Exercise details
If a line in the data contains "value", copy it out.

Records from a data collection

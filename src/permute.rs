//! Bijection between `[0, n!)` and permutations of an `n`-element reference.
//!
//! Implements the swap-based Myrvold-Ruskey rank/unrank scheme
//! (www.cs.uvic.ca/~ruskey/Publications/RankPerm/RankPerm.html), generic
//! over element type via a plain index permutation underneath.

use num_bigint::BigUint;
use num_traits::{ToPrimitive, Zero};

/// Applies the swap-based unrank to the identity permutation `[0, n)`, then
/// reorders `reference` by the resulting index permutation.
pub fn unrank<T: Clone>(reference: &[T], rank: &BigUint) -> Vec<T> {
    let mut idx: Vec<usize> = (0..reference.len()).collect();
    unrank_indices(&mut idx, rank);
    idx.into_iter().map(|i| reference[i].clone()).collect()
}

/// In place, swaps index `n-1` with index `r mod n`, then divides `r` by
/// `n`, for `n` from `v.len()` down to `1`.
fn unrank_indices(v: &mut [usize], rank: &BigUint) {
    let mut r = rank.clone();
    let mut n = v.len();
    while n > 0 {
        let n_big = BigUint::from(n as u64);
        let j = (&r % &n_big).to_usize().expect("n fits in usize");
        v.swap(n - 1, j);
        r /= n_big;
        n -= 1;
    }
}

/// Ranks `permuted` (a reordering of `reference`) against `reference`,
/// returning the integer that `unrank(reference, rank)` would reproduce it.
pub fn rank<T: PartialEq>(reference: &[T], permuted: &[T]) -> BigUint {
    let idx: Vec<usize> = permuted
        .iter()
        .map(|item| {
            reference
                .iter()
                .position(|r| r == item)
                .expect("permuted must contain only items drawn from reference")
        })
        .collect();
    rank_indices(idx)
}

/// Builds the inverse permutation `v_i` (`v_i[v[i]] = i`) and calls the
/// recursive worker.
fn rank_indices(mut v: Vec<usize>) -> BigUint {
    let n = v.len();
    let mut v_i = vec![0usize; n];
    for (i, &value) in v.iter().enumerate() {
        v_i[value] = i;
    }
    rank_indices_rec(n, &mut v, &mut v_i)
}

fn rank_indices_rec(n: usize, v: &mut [usize], v_i: &mut [usize]) -> BigUint {
    if n == 1 {
        return BigUint::zero();
    }
    let s = v[n - 1];
    v.swap(n - 1, v_i[n - 1]);
    v_i.swap(s, n - 1);
    BigUint::from(s as u64) + BigUint::from(n as u64) * rank_indices_rec(n - 1, v, v_i)
}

Solution
    for (i, &value) in v.iter().enumerate() {
        v_i[value] = i;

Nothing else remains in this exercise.